Cognitive Superiority

It is partly a term of the art (in the philosophy of sciences) and partly retains the commonsense usage. When one compares theories (in order to choose the best one among the rivals), one compares them with respect to the important properties that theories should have. What these properties are depends upon the philosophy of science one subscribes to. For instance, one might think that a theory should explain phenomena. If this demand is put, then one chooses a theory that does a better job at explaining the phenomenon. One might add additional conditions to this demand in order to clarify what it means to explain ‘better’. For instance, one might want to say that some theory X explains a phenomenon better than theory Y if X can explain some additional things as well, or explains things that theory Y cannot explain. One might further add that the theory X should be falsifiable or that it has more facts in its favor. Or, again, one could suggest that the theory X is better than Y because X solves more problems than Y. Or again, that X is more useful in prediction than Y. And so on. In other words, what constitutes ‘better’ (in the claim that theory X is better than theory Y) depends very much on the kind of philosophy of science that one accepts.

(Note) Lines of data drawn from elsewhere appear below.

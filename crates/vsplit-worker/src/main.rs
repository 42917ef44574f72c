//! Media splitting worker binary.

use std::sync::Arc;

use tracing::{error, info};
use tracing_subscriber::{fmt, prelude::*, EnvFilter};

use vsplit_queue::WorkQueue;
use vsplit_worker::{WorkExecutor, WorkerConfig};

#[tokio::main]
async fn main() {
    // Load environment variables
    dotenvy::dotenv().ok();

    // Install rustls crypto provider (required for TLS endpoints)
    rustls::crypto::ring::default_provider()
        .install_default()
        .expect("Failed to install rustls crypto provider");

    // Initialize tracing with colored output for dev, JSON for production
    let use_json = std::env::var("LOG_FORMAT")
        .map(|v| v.to_lowercase() == "json")
        .unwrap_or(false);

    let env_filter = EnvFilter::from_default_env()
        .add_directive("vsplit=info".parse().unwrap());

    if use_json {
        tracing_subscriber::registry()
            .with(fmt::layer().json())
            .with(env_filter)
            .init();
    } else {
        tracing_subscriber::registry()
            .with(
                fmt::layer()
                    .with_ansi(true)
                    .with_target(true)
                    .with_thread_ids(false)
                    .with_file(false)
                    .with_line_number(false),
            )
            .with(env_filter)
            .init();
    }

    info!("Starting vsplit-worker");

    // Load configuration
    let config = WorkerConfig::from_env();
    info!("Worker config: {:?}", config);

    // Create queue client
    let queue = match WorkQueue::from_env() {
        Ok(q) => q,
        Err(e) => {
            error!("Failed to create work queue: {}", e);
            std::process::exit(1);
        }
    };

    // Create executor
    let executor = Arc::new(WorkExecutor::new(config, queue));

    // Signal handler triggers graceful drain
    let executor_for_signal = Arc::clone(&executor);
    tokio::spawn(async move {
        tokio::signal::ctrl_c().await.ok();
        info!("Received shutdown signal");
        executor_for_signal.shutdown();
    });

    // Run executor
    if let Err(e) = executor.run().await {
        error!("Executor error: {}", e);
        std::process::exit(1);
    }

    info!("Worker shutdown complete");
}
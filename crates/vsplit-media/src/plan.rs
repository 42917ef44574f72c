//! Split-plan computation.
//!
//! A plan assigns every output part its index, start, and end before any
//! encoding happens. Indexes are stable across retries, which is what makes
//! redelivered work idempotent.

use vsplit_models::SplitConfig;

use crate::error::{MediaError, MediaResult};

/// Tolerance for floating-point boundary comparisons.
const BOUNDARY_EPSILON: f64 = 1e-6;

/// One planned output segment.
#[derive(Debug, Clone, Copy, PartialEq)]
pub struct PlannedSegment {
    /// 0-based part index
    pub index: u32,
    /// Start offset in seconds
    pub start: f64,
    /// End offset in seconds
    pub end: f64,
}

impl PlannedSegment {
    pub fn duration(&self) -> f64 {
        self.end - self.start
    }
}

/// The full split plan for a job.
#[derive(Debug, Clone, PartialEq)]
pub struct SplitPlan {
    pub segments: Vec<PlannedSegment>,
}

impl SplitPlan {
    pub fn len(&self) -> usize {
        self.segments.len()
    }

    pub fn is_empty(&self) -> bool {
        self.segments.is_empty()
    }

    pub fn total_parts(&self) -> u32 {
        self.segments.len() as u32
    }
}

/// Compute the split plan for a source of known duration.
///
/// Intervals and keyframes share the same boundary math: fixed-size
/// segments from zero, final segment shorter when the duration is not an
/// exact multiple. Explicit ranges are used verbatim.
pub fn compute_plan(config: &SplitConfig, source_duration: f64) -> MediaResult<SplitPlan> {
    if !source_duration.is_finite() || source_duration <= 0.0 {
        return Err(MediaError::invalid_plan(format!(
            "source duration {} is not positive",
            source_duration
        )));
    }

    config
        .validate()
        .map_err(|e| MediaError::invalid_plan(e.to_string()))?;

    let segments = match config {
        SplitConfig::Intervals { interval_duration } => {
            fixed_segments(source_duration, *interval_duration)
        }
        SplitConfig::Keyframes { interval } => fixed_segments(source_duration, *interval),
        SplitConfig::ExplicitRanges { ranges } => ranges
            .iter()
            .enumerate()
            .map(|(i, r)| PlannedSegment {
                index: i as u32,
                start: r.start,
                end: r.end,
            })
            .collect(),
    };

    if segments.is_empty() {
        return Err(MediaError::invalid_plan("plan produced no segments"));
    }

    Ok(SplitPlan { segments })
}

fn fixed_segments(duration: f64, interval: f64) -> Vec<PlannedSegment> {
    let mut segments = Vec::new();
    let mut start = 0.0;
    let mut index = 0u32;

    while start < duration - BOUNDARY_EPSILON {
        let end = (start + interval).min(duration);
        segments.push(PlannedSegment { index, start, end });
        start = end;
        index += 1;
    }

    segments
}

#[cfg(test)]
mod tests {
    use super::*;
    use vsplit_models::TimeRange;

    fn intervals(duration: f64) -> SplitConfig {
        SplitConfig::Intervals {
            interval_duration: duration,
        }
    }

    #[test]
    fn interval_count_is_ceil_of_duration_over_interval() {
        let plan = compute_plan(&intervals(300.0), 1000.0).unwrap();
        assert_eq!(plan.len(), 4); // ceil(1000/300)
        assert!((plan.segments[3].duration() - 100.0).abs() < 1e-6);
    }

    #[test]
    fn exact_multiple_has_no_empty_tail() {
        let plan = compute_plan(&intervals(300.0), 900.0).unwrap();
        assert_eq!(plan.len(), 3);
        assert!((plan.segments[2].end - 900.0).abs() < 1e-6);
        assert!((plan.segments[2].duration() - 300.0).abs() < 1e-6);
    }

    #[test]
    fn short_source_yields_single_segment() {
        let plan = compute_plan(&intervals(300.0), 100.0).unwrap();
        assert_eq!(plan.len(), 1);
        assert!((plan.segments[0].duration() - 100.0).abs() < 1e-6);
    }

    #[test]
    fn interval_segments_cover_source_without_gaps_or_overlaps() {
        let plan = compute_plan(&intervals(7.5), 100.0).unwrap();

        assert!((plan.segments[0].start).abs() < 1e-9);
        for pair in plan.segments.windows(2) {
            assert!((pair[0].end - pair[1].start).abs() < 1e-9);
        }
        assert!((plan.segments.last().unwrap().end - 100.0).abs() < 1e-9);

        let indices: Vec<u32> = plan.segments.iter().map(|s| s.index).collect();
        let expected: Vec<u32> = (0..plan.total_parts()).collect();
        assert_eq!(indices, expected);
    }

    #[test]
    fn keyframe_boundaries_match_interval_math() {
        let by_keyframes = compute_plan(&SplitConfig::Keyframes { interval: 60.0 }, 250.0).unwrap();
        let by_intervals = compute_plan(&intervals(60.0), 250.0).unwrap();
        assert_eq!(by_keyframes, by_intervals);
    }

    #[test]
    fn explicit_ranges_are_used_verbatim() {
        let config = SplitConfig::ExplicitRanges {
            ranges: vec![TimeRange::new(10.0, 20.0), TimeRange::new(15.0, 40.0)],
        };
        let plan = compute_plan(&config, 100.0).unwrap();
        assert_eq!(plan.len(), 2);
        assert_eq!(plan.segments[0].index, 0);
        assert!((plan.segments[0].start - 10.0).abs() < 1e-9);
        assert!((plan.segments[1].end - 40.0).abs() < 1e-9);
    }

    #[test]
    fn invalid_inputs_are_invalid_plans() {
        assert!(matches!(
            compute_plan(&intervals(300.0), 0.0),
            Err(MediaError::InvalidPlan(_))
        ));
        assert!(matches!(
            compute_plan(&intervals(0.0), 100.0),
            Err(MediaError::InvalidPlan(_))
        ));
        let config = SplitConfig::ExplicitRanges {
            ranges: vec![TimeRange::new(20.0, 10.0)],
        };
        assert!(matches!(
            compute_plan(&config, 100.0),
            Err(MediaError::InvalidPlan(_))
        ));
    }

    #[test]
    fn near_boundary_float_noise_does_not_create_empty_segment() {
        let plan = compute_plan(&intervals(0.1), 0.30000000000000004).unwrap();
        assert_eq!(plan.len(), 3);
    }
}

With respect to ‘The heathen…’, I suggest (and partially argue) the following. My theory is better than any other theory in the market place because it can fulfill the demands put across by the different philosophies of sciences. That is to say, the superiority of my theory is not dependent upon the choice of any particular conception of a scientific theory. I indicate this state of affairs by using the words ‘cognitively superior’. If you want to put in Webster’s definition of ‘cognitive’ it means the following: “Balu’s theory is superior to its competitors because it is better ‘based on empirical factual knowledge.'”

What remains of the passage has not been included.